Rice objected that this was not Protestant but infidel! Parents were not to
leave their children free from “bias,” but were to catechize their children.[52]
3.
From Theory to Practice: Hodge’s Sermon on Education
As the outgoing moderator in 1847,
Charles Hodge used his retiring sermon to endorse the principle of parochial
education, and several reviewers hailed it as winning the hearts of the church
to the idea.[53] Hodge grounded the need for religious education in
human depravity. “It is precisely because the mind is by nature dark, that it
needs illumination from without; it is because the conscience is callous and
perverse, that it needs to be roused and guided; it is because evil
propensities are so strong, that they must be counteracted.
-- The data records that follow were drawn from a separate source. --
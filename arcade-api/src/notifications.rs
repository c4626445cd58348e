use std::convert::Infallible;

use arcade_rental::Notifier;
use arcade_shared::{Notification, NotificationLevel, RentalEvent};
use axum::{
    extract::State,
    response::sse::{Event, KeepAlive, Sse},
    routing::get,
    Router,
};
use futures_util::{Stream, StreamExt};
use tokio::sync::broadcast;
use tokio_stream::wrappers::BroadcastStream;
use tracing::{debug, error, info, warn};

use crate::state::AppState;

/// Publishes notifications on the broadcast channel behind `/notifications/stream`.
#[derive(Clone)]
pub struct BroadcastNotifier {
    tx: broadcast::Sender<Notification>,
}

impl BroadcastNotifier {
    pub fn new(tx: broadcast::Sender<Notification>) -> Self {
        Self { tx }
    }
}

impl Notifier for BroadcastNotifier {
    fn notify(&self, notification: Notification) {
        let booking_id = notification.event.as_ref().map(RentalEvent::booking_id).unwrap_or("-");
        match notification.level {
            NotificationLevel::Warning => warn!(booking_id, "Notification: {}", notification.message),
            NotificationLevel::Error => error!(booking_id, "Notification: {}", notification.message),
            NotificationLevel::Success | NotificationLevel::Info => {
                info!(booking_id, "Notification: {}", notification.message)
            }
        }
        // No subscribers is fine
        let _ = self.tx.send(notification);
    }
}

pub fn routes() -> Router<AppState> {
    Router::new().route("/notifications/stream", get(stream_notifications))
}

/// GET /notifications/stream
/// Server-sent events, one per notification, named by level
async fn stream_notifications(State(state): State<AppState>) -> Sse<impl Stream<Item = Result<Event, Infallible>>> {
    let rx = state.notifications.subscribe();

    let stream = BroadcastStream::new(rx).filter_map(|result| async move {
        match result {
            Ok(notification) => match Event::default().event(notification.level.as_str()).json_data(&notification) {
                Ok(event) => Some(Ok(event)),
                Err(e) => {
                    error!("Failed to encode notification: {}", e);
                    None
                }
            },
            Err(e) => {
                debug!("Notification stream lagged: {}", e);
                None
            }
        }
    });

    Sse::new(stream).keep_alive(KeepAlive::default())
}

#[cfg(test)]
mod tests {
    use super::*;

    #[tokio::test]
    async fn test_notifier_broadcasts_to_subscribers() {
        let (tx, mut rx) = broadcast::channel(4);
        let notifier = BroadcastNotifier::new(tx);

        notifier.notify(Notification::warning("Rental for Alice ending in 10 minutes!"));

        let received = rx.recv().await.unwrap();
        assert_eq!(received.level, NotificationLevel::Warning);
        assert_eq!(received.message, "Rental for Alice ending in 10 minutes!");
    }

    #[tokio::test]
    async fn test_rental_event_travels_with_notification() {
        let (tx, mut rx) = broadcast::channel(4);
        BroadcastNotifier::new(tx).notify(Notification::info("Rental for Bob has completed.").with_event(
            RentalEvent::BookingCompleted {
                booking_id: "abc123xyz".to_string(),
                unit_id: "2".to_string(),
                customer_name: "Bob".to_string(),
            },
        ));

        let received = rx.recv().await.unwrap();
        assert_eq!(received.event.as_ref().map(RentalEvent::booking_id), Some("abc123xyz"));
    }

    #[test]
    fn test_notify_without_subscribers_does_not_fail() {
        let (tx, rx) = broadcast::channel(4);
        drop(rx);
        BroadcastNotifier::new(tx).notify(Notification::info("nobody listening"));
    }
}
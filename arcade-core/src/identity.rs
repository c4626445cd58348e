use arcade_shared::pii::Masked;
use async_trait::async_trait;
use serde::{Deserialize, Serialize};
use uuid::Uuid;

use crate::CoreResult;

/// The caller as vouched for by the identity provider.
#[derive(Debug, Clone, PartialEq, Serialize, Deserialize)]
#[serde(rename_all = "camelCase")]
pub struct AuthUser {
    pub id: Uuid,
    pub email: Masked<String>,
    pub name: Option<String>,
}

#[derive(Debug, Clone, Deserialize)]
pub struct NewUser {
    pub email: String,
    pub password: Masked<String>,
    pub name: String,
}

#[derive(Debug, Clone, Serialize)]
#[serde(rename_all = "camelCase")]
pub struct Session {
    pub access_token: String,
    pub token_type: String,
    pub expires_in: u64,
    pub user: AuthUser,
}

/// Seam to the auth/session service. Tokens are opaque to everything else.
#[async_trait]
pub trait IdentityProvider: Send + Sync {
    /// Register a user with a confirmed email.
    async fn create_user(&self, new_user: NewUser) -> CoreResult<AuthUser>;

    /// Exchange email + password for an access token.
    async fn sign_in(&self, email: &str, password: &str) -> CoreResult<Session>;

    /// Resolve a bearer token to a user. Fails with `IdentityError`.
    async fn verify_token(&self, token: &str) -> CoreResult<AuthUser>;
}
use std::sync::Arc;

use arcade_rental::{LifecyclePolicy, RentalStore, SweepOutcome};
use chrono::{DateTime, Utc};
use tokio::sync::{watch, Mutex};
use tokio::time::{self, Duration, MissedTickBehavior};
use tracing::{debug, info};

/// Periodically sweeps the booking ledger until `shutdown` flips to true
/// (or its sender goes away).
pub async fn start_lifecycle_worker(
    store: Arc<Mutex<RentalStore>>,
    policy: LifecyclePolicy,
    period: Duration,
    mut shutdown: watch::Receiver<bool>,
) {
    let mut ticker = time::interval(period);
    ticker.set_missed_tick_behavior(MissedTickBehavior::Delay);
    // First tick completes immediately; the first sweep happens one period in.
    ticker.tick().await;

    info!("Lifecycle worker started, sweeping every {:?}", period);

    loop {
        tokio::select! {
            _ = ticker.tick() => {
                let outcome = sweep_once(&store, &policy, Utc::now()).await;
                if !outcome.is_empty() {
                    debug!("Reminded {:?}, completed {:?}", outcome.reminded, outcome.completed);
                }
            }
            changed = shutdown.changed() => {
                if changed.is_err() || *shutdown.borrow() {
                    break;
                }
            }
        }
    }

    info!("Lifecycle worker stopped");
}

/// One sweep under the store lock. Runs to completion before the next tick.
pub async fn sweep_once(store: &Mutex<RentalStore>, policy: &LifecyclePolicy, now: DateTime<Utc>) -> SweepOutcome {
    let mut store = store.lock().await;
    policy.sweep(&mut store, now)
}
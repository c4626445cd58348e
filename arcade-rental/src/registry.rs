use crate::models::{Unit, UnitStatus, UnitType};

/// The fixed set of consoles the shop rents out
#[derive(Debug, Clone)]
pub struct UnitRegistry {
    units: Vec<Unit>,
}

impl UnitRegistry {
    pub fn new(units: Vec<Unit>) -> Self {
        Self { units }
    }

    /// The shop floor as it opens: four consoles ready, one in the repair bay.
    pub fn seeded() -> Self {
        Self::new(vec![
            Unit::new("1", "Console 01", UnitType::Ps5, 15.0, UnitStatus::Available),
            Unit::new("2", "Console 02", UnitType::Ps5, 15.0, UnitStatus::Available),
            Unit::new("3", "Console 03", UnitType::Ps5Digital, 12.0, UnitStatus::Available),
            Unit::new("4", "Console 04", UnitType::Ps4Pro, 8.0, UnitStatus::Available),
            Unit::new("5", "Console 05", UnitType::Ps5, 15.0, UnitStatus::Maintenance),
        ])
    }

    pub fn units(&self) -> &[Unit] {
        &self.units
    }

    pub fn get(&self, unit_id: &str) -> Option<&Unit> {
        self.units.iter().find(|u| u.id == unit_id)
    }

    fn get_mut(&mut self, unit_id: &str) -> Option<&mut Unit> {
        self.units.iter_mut().find(|u| u.id == unit_id)
    }

    /// Status lookup that treats an unknown id as available.
    pub fn status_of(&self, unit_id: &str) -> UnitStatus {
        self.get(unit_id).map(|u| u.status).unwrap_or_default()
    }

    /// Flip a unit to rented by `booking_id`. Returns false for unknown units.
    pub fn mark_rented(&mut self, unit_id: &str, booking_id: &str) -> bool {
        match self.get_mut(unit_id) {
            Some(unit) => {
                unit.status = UnitStatus::Rented;
                unit.current_booking_id = Some(booking_id.to_string());
                true
            }
            None => false,
        }
    }

    /// Hand a unit back, but only if `booking_id` is the booking holding it.
    pub fn release(&mut self, unit_id: &str, booking_id: &str) -> bool {
        match self.get_mut(unit_id) {
            Some(unit) if unit.current_booking_id.as_deref() == Some(booking_id) => {
                unit.status = UnitStatus::Available;
                unit.current_booking_id = None;
                true
            }
            _ => false,
        }
    }

    pub fn count_with_status(&self, status: UnitStatus) -> usize {
        self.units.iter().filter(|u| u.status == status).count()
    }
}

impl Default for UnitRegistry {
    fn default() -> Self {
        Self::seeded()
    }
}

#[cfg(test)]
mod tests {
    use super::*;

    #[test]
    fn test_seeded_registry() {
        let registry = UnitRegistry::seeded();
        assert_eq!(registry.units().len(), 5);
        assert_eq!(registry.count_with_status(UnitStatus::Available), 4);
        assert_eq!(registry.status_of("5"), UnitStatus::Maintenance);
        assert_eq!(registry.get("3").unwrap().unit_type, UnitType::Ps5Digital);
    }

    #[test]
    fn test_unknown_unit_reads_as_available() {
        let registry = UnitRegistry::seeded();
        assert_eq!(registry.status_of("does-not-exist"), UnitStatus::Available);
    }

    #[test]
    fn test_release_requires_matching_booking() {
        let mut registry = UnitRegistry::seeded();
        assert!(registry.mark_rented("2", "first"));

        assert!(!registry.release("2", "someone-else"));
        assert_eq!(registry.status_of("2"), UnitStatus::Rented);

        assert!(registry.release("2", "first"));
        let unit = registry.get("2").unwrap();
        assert_eq!(unit.status, UnitStatus::Available);
        assert!(unit.current_booking_id.is_none());
    }
}
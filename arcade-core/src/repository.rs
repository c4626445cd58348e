use async_trait::async_trait;
use uuid::Uuid;

use crate::account::{UserProfile, UserSettings};

pub type RepositoryError = Box<dyn std::error::Error + Send + Sync>;

pub fn profile_key(user_id: Uuid) -> String {
    format!("user_profile:{}", user_id)
}

pub fn settings_key(user_id: Uuid) -> String {
    format!("user_settings:{}", user_id)
}

/// Repository trait for per-user profile and settings documents
#[async_trait]
pub trait AccountRepository: Send + Sync {
    async fn get_profile(&self, user_id: Uuid) -> Result<Option<UserProfile>, RepositoryError>;

    async fn save_profile(&self, profile: &UserProfile) -> Result<(), RepositoryError>;

    async fn get_settings(&self, user_id: Uuid) -> Result<Option<UserSettings>, RepositoryError>;

    async fn save_settings(&self, settings: &UserSettings) -> Result<(), RepositoryError>;
}
//! Error types for the trip planner.

use thiserror::Error;

/// Failures a trip request can surface to its caller.
///
/// Station lookups are the deliberate exception: their failures degrade
/// the plan (fewer stops) instead of failing the trip, so they never
/// escape the planner.
#[derive(Debug, Error)]
pub enum Error {
    #[error("vehicle not found: {0}")]
    VehicleNotFound(String),

    #[error("could not geocode place: {0}")]
    Geocode(String),

    #[error("malformed route response: {0}")]
    MalformedRoute(String),

    #[error("invalid vehicle data: {0}")]
    InvalidVehicleData(String),

    #[error("station lookup failed: {0}")]
    StationLookup(String),

    #[error("http transport error: {0}")]
    Http(#[from] reqwest::Error),
}

impl Error {
    /// HTTP-equivalent status for callers exposing this over the wire.
    pub fn http_status(&self) -> u16 {
        match self {
            Error::VehicleNotFound(_) => 404,
            Error::Geocode(_) => 400,
            _ => 500,
        }
    }
}

pub type Result<T> = std::result::Result<T, Error>;
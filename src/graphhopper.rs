//! GraphHopper HTTP adapter for geocoding and routing.

use serde::Deserialize;

use crate::error::{Error, Result};
use crate::traits::{Coord, Geocoder, RouteLeg, RouteProvider};

#[derive(Debug, Clone)]
pub struct GraphHopperConfig {
    pub base_url: String,
    pub api_key: String,
    pub profile: String,
    pub timeout_secs: u64,
}

impl Default for GraphHopperConfig {
    fn default() -> Self {
        Self {
            base_url: "https://graphhopper.com/api/1".to_string(),
            api_key: String::new(),
            profile: "car".to_string(),
            timeout_secs: 10,
        }
    }
}

#[derive(Debug, Clone)]
pub struct GraphHopperClient {
    config: GraphHopperConfig,
    client: reqwest::blocking::Client,
}

impl GraphHopperClient {
    pub fn new(config: GraphHopperConfig) -> Result<Self> {
        let client = reqwest::blocking::Client::builder()
            .timeout(std::time::Duration::from_secs(config.timeout_secs))
            .build()?;

        Ok(Self { config, client })
    }
}

impl Geocoder for GraphHopperClient {
    fn geocode(&self, place: &str) -> Result<Option<Coord>> {
        let url = format!("{}/geocode", self.config.base_url);
        let response = self
            .client
            .get(url)
            .query(&[("q", place), ("key", self.config.api_key.as_str())])
            .send()?
            .error_for_status()?
            .json::<GeocodeResponse>()?;

        Ok(response
            .hits
            .into_iter()
            .next()
            .map(|hit| (hit.point.lat, hit.point.lng)))
    }
}

impl RouteProvider for GraphHopperClient {
    fn route(&self, points: &[Coord]) -> Result<RouteLeg> {
        // Waypoints go on the wire as repeated point=lat,lon parameters,
        // in travel order.
        let mut query: Vec<(&str, String)> = points
            .iter()
            .map(|(lat, lon)| ("point", format!("{:.6},{:.6}", lat, lon)))
            .collect();
        query.push(("vehicle", self.config.profile.clone()));
        query.push(("instructions", "false".to_string()));
        query.push(("points_encoded", "false".to_string()));
        query.push(("key", self.config.api_key.clone()));

        let url = format!("{}/route", self.config.base_url);
        let response = self
            .client
            .get(url)
            .query(&query)
            .send()?
            .error_for_status()?
            .json::<RouteResponse>()?;

        let path = response
            .paths
            .into_iter()
            .next()
            .ok_or_else(|| Error::MalformedRoute("response contains no paths".to_string()))?;

        let points = path
            .points
            .ok_or_else(|| Error::MalformedRoute("path has no decoded coordinates".to_string()))?
            .coordinates;

        Ok(RouteLeg {
            distance_meters: path.distance,
            duration_ms: path.time,
            points,
        })
    }
}

#[derive(Debug, Deserialize)]
struct GeocodeResponse {
    #[serde(default)]
    hits: Vec<GeocodeHit>,
}

#[derive(Debug, Deserialize)]
struct GeocodeHit {
    point: GeocodePoint,
}

#[derive(Debug, Deserialize)]
struct GeocodePoint {
    lat: f64,
    lng: f64,
}

#[derive(Debug, Deserialize)]
struct RouteResponse {
    #[serde(default)]
    paths: Vec<RoutePath>,
}

#[derive(Debug, Deserialize)]
struct RoutePath {
    distance: f64,
    time: u64,
    #[serde(default)]
    points: Option<PathPoints>,
}

#[derive(Debug, Deserialize)]
struct PathPoints {
    coordinates: Vec<[f64; 2]>,
}
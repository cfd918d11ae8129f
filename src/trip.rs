//! Route assembly: turns a start city, end city and vehicle into a
//! complete trip plan.

use tracing::debug;

use crate::error::{Error, Result};
use crate::planner::{self, PlannerOptions};
use crate::polyline::RoutePolyline;
use crate::traits::{ChargingStation, Coord, Geocoder, RouteProvider, StationFinder};
use crate::vehicle::{CatalogSnapshot, VehicleProfile};

/// Completed trip: the final geometry plus everything the caller
/// displays.
#[derive(Debug, Clone)]
pub struct TripPlan {
    pub distance_km: f64,
    pub hours: u64,
    pub minutes: u64,
    pub route: RoutePolyline,
    pub stations: Vec<ChargingStation>,
    pub vehicle: VehicleProfile,
}

impl TripPlan {
    pub fn distance_label(&self) -> String {
        format!("{:.2} km", self.distance_km)
    }

    pub fn duration_label(&self) -> String {
        format!("{}h {}m", self.hours, self.minutes)
    }
}

/// Plans a trip from `start_city` to `end_city` with the vehicle
/// identified by `vehicle_id` in `catalog`.
///
/// The vehicle is resolved first, then both cities are geocoded, then a
/// direct route is requested and walked for charging stops. When stops
/// exist the route is requested again with the stops as via points, in
/// planner order, and the final distance, duration and geometry come
/// from that second response.
pub fn plan_trip<G, R, S>(
    start_city: &str,
    end_city: &str,
    vehicle_id: &str,
    catalog: &CatalogSnapshot,
    geocoder: &G,
    routes: &R,
    stations: &S,
    options: &PlannerOptions,
) -> Result<TripPlan>
where
    G: Geocoder + ?Sized,
    R: RouteProvider + ?Sized,
    S: StationFinder + ?Sized,
{
    let record = catalog.find(vehicle_id)?;
    let profile = VehicleProfile::derive(record)?;

    let origin = resolve(geocoder, start_city)?;
    let destination = resolve(geocoder, end_city)?;

    let direct = routes.route(&[origin, destination])?;
    let direct_polyline = RoutePolyline::from_lon_lat_pairs(&direct.points);
    if direct_polyline.len() < 2 {
        return Err(Error::MalformedRoute(
            "route has fewer than two points".to_string(),
        ));
    }

    let stops = planner::plan_stops(&direct_polyline, &profile, stations, options);
    debug!(
        stops = stops.len(),
        direct_km = direct_polyline.total_km(),
        "charging stops planned"
    );

    let (leg, route) = if stops.is_empty() {
        (direct, direct_polyline)
    } else {
        let mut via: Vec<Coord> = Vec::with_capacity(stops.len() + 2);
        via.push(origin);
        via.extend(stops.iter().map(|station| station.location));
        via.push(destination);

        let rerouted = routes.route(&via)?;
        let polyline = RoutePolyline::from_lon_lat_pairs(&rerouted.points);
        if polyline.len() < 2 {
            return Err(Error::MalformedRoute(
                "rerouted path has fewer than two points".to_string(),
            ));
        }
        (rerouted, polyline)
    };

    let (hours, minutes) = split_duration(leg.duration_ms);

    Ok(TripPlan {
        distance_km: leg.distance_meters / 1000.0,
        hours,
        minutes,
        route,
        stations: stops,
        vehicle: profile,
    })
}

fn resolve<G: Geocoder + ?Sized>(geocoder: &G, place: &str) -> Result<Coord> {
    geocoder
        .geocode(place)?
        .ok_or_else(|| Error::Geocode(place.to_string()))
}

/// Splits a provider duration into whole hours and minutes, discarding
/// leftover seconds.
fn split_duration(duration_ms: u64) -> (u64, u64) {
    let hours = duration_ms / 3_600_000;
    let minutes = (duration_ms % 3_600_000) / 60_000;
    (hours, minutes)
}
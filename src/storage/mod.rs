pub mod config;

use std::path::PathBuf;

/// 获取 ~/.coredo/ 目录路径
///
/// 只存放应用配置（主题、API 地址）。任务数据不落盘，
/// 全部持久化委托给远程存储。
pub fn coredo_dir() -> PathBuf {
    dirs::home_dir()
        .expect("Cannot find home directory")
        .join(".coredo")
}
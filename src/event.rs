use std::io;
use std::time::Duration;

use crossterm::event::{self, Event, KeyCode, KeyEvent, KeyEventKind};

use crate::app::App;

/// 处理事件，返回 true 表示应该继续运行
pub fn handle_events(app: &mut App) -> io::Result<bool> {
    // 更新 Toast 状态
    app.update_toast();

    // 检查系统主题变化（用于 Auto 模式）
    app.check_system_theme();

    // 轮询事件（100ms 超时，同时驱动时钟与 spinner 重绘）
    if event::poll(Duration::from_millis(100))? {
        if let Event::Key(key) = event::read()? {
            // 只处理按下事件
            if key.kind != KeyEventKind::Press {
                return Ok(true);
            }
            handle_key(app, key);
        }
    }

    Ok(!app.should_quit)
}

fn handle_key(app: &mut App, key: KeyEvent) {
    // 优先处理弹窗事件

    // 主题选择器
    if app.show_theme_selector {
        handle_theme_selector_key(app, key);
        return;
    }

    // New Task 弹窗
    if app.show_new_task_dialog {
        handle_new_task_dialog_key(app, key);
        return;
    }

    // Rename 弹窗
    if app.rename_dialog.is_some() {
        handle_rename_dialog_key(app, key);
        return;
    }

    handle_list_key(app, key);
}

/// 处理主列表的键盘事件
fn handle_list_key(app: &mut App, key: KeyEvent) {
    match key.code {
        // 退出
        KeyCode::Char('q') => app.quit(),

        // 导航 - 下移
        KeyCode::Char('j') | KeyCode::Down => app.select_next(),

        // 导航 - 上移
        KeyCode::Char('k') | KeyCode::Up => app.select_previous(),

        // 翻转完成状态
        KeyCode::Char(' ') | KeyCode::Enter => app.toggle_selected(),

        // 新建任务
        KeyCode::Char('n') | KeyCode::Char('a') => app.open_new_task_dialog(),

        // 改名
        KeyCode::Char('e') => app.open_rename_dialog(),

        // 删除
        KeyCode::Char('d') | KeyCode::Char('x') => app.delete_selected(),

        // 手动 Refresh
        KeyCode::Char('r') => {
            app.refresh();
            app.show_toast("Refreshing...");
        }

        // 主题选择器
        KeyCode::Char('t') => app.open_theme_selector(),

        _ => {}
    }
}

/// 处理 New Task 弹窗的键盘事件
fn handle_new_task_dialog_key(app: &mut App, key: KeyEvent) {
    match key.code {
        KeyCode::Esc => app.close_new_task_dialog(),
        KeyCode::Enter => app.submit_new_task(),
        KeyCode::Backspace => app.new_task_delete_char(),
        KeyCode::Char(c) => app.new_task_input_char(c),
        _ => {}
    }
}

/// 处理 Rename 弹窗的键盘事件
fn handle_rename_dialog_key(app: &mut App, key: KeyEvent) {
    match key.code {
        KeyCode::Esc => app.close_rename_dialog(),
        KeyCode::Enter => app.submit_rename(),
        KeyCode::Backspace => app.rename_delete_char(),
        KeyCode::Char(c) => app.rename_input_char(c),
        _ => {}
    }
}

/// 处理主题选择器的键盘事件
fn handle_theme_selector_key(app: &mut App, key: KeyEvent) {
    match key.code {
        KeyCode::Esc => app.close_theme_selector(),
        KeyCode::Enter => app.theme_selector_confirm(),
        KeyCode::Char('j') | KeyCode::Down => app.theme_selector_next(),
        KeyCode::Char('k') | KeyCode::Up => app.theme_selector_prev(),
        _ => {}
    }
}
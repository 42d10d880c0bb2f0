use ratatui::{
    layout::Rect,
    style::{Modifier, Style},
    text::{Line, Span},
    widgets::{Block, Borders, Paragraph},
    Frame,
};

use crate::theme::ThemeColors;

/// 渲染底部快捷键提示栏
pub fn render(frame: &mut Frame, area: Rect, has_items: bool, colors: &ThemeColors) {
    let shortcuts = get_shortcuts(has_items);

    let mut spans = Vec::new();
    spans.push(Span::raw("  "));

    for (i, (key, desc)) in shortcuts.iter().enumerate() {
        spans.push(Span::styled(
            *key,
            Style::default()
                .fg(colors.highlight)
                .add_modifier(Modifier::BOLD),
        ));
        spans.push(Span::styled(
            format!(" {}", desc),
            Style::default().fg(colors.muted),
        ));

        if i < shortcuts.len() - 1 {
            spans.push(Span::raw("   "));
        }
    }

    let line = Line::from(spans);

    let block = Block::default()
        .borders(Borders::ALL)
        .border_style(Style::default().fg(colors.border));

    let paragraph = Paragraph::new(line).block(block);
    frame.render_widget(paragraph, area);
}

fn get_shortcuts(has_items: bool) -> Vec<(&'static str, &'static str)> {
    if has_items {
        vec![
            ("n", "new"),
            ("Space", "toggle"),
            ("e", "edit"),
            ("d", "delete"),
            ("r", "refresh"),
            ("t", "theme"),
            ("q", "quit"),
        ]
    } else {
        vec![("n", "new"), ("r", "refresh"), ("t", "theme"), ("q", "quit")]
    }
}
To leave a fallen
human being, therefore, to grow up without religious instruction, is to render
its perdition certain.”[54]
The responsibility for this
education devolved first upon the parents. “But while it is universally
conceded that the obligation to provide for the religious instruction of the
young, rests primarily on parents, it is almost as generally acknowledged that
the responsibility does not rest on them alone.” If parents cannot feed their
children, then others must do it; likewise with education. Some parents are
either unable or unwilling to provide a religious education for their children.
Some parents “need themselves to be taught what are the first principles of the
oracles of God.” Others from poverty do not have the time to teach their
children. “If, therefore, the work must be done; if the best interests of
society, the prosperity of the church, the salvation of souls, demand that the
young should be brought up in the nurture and admonition of the Lord, others,
besides parents must undertake the work.”[55]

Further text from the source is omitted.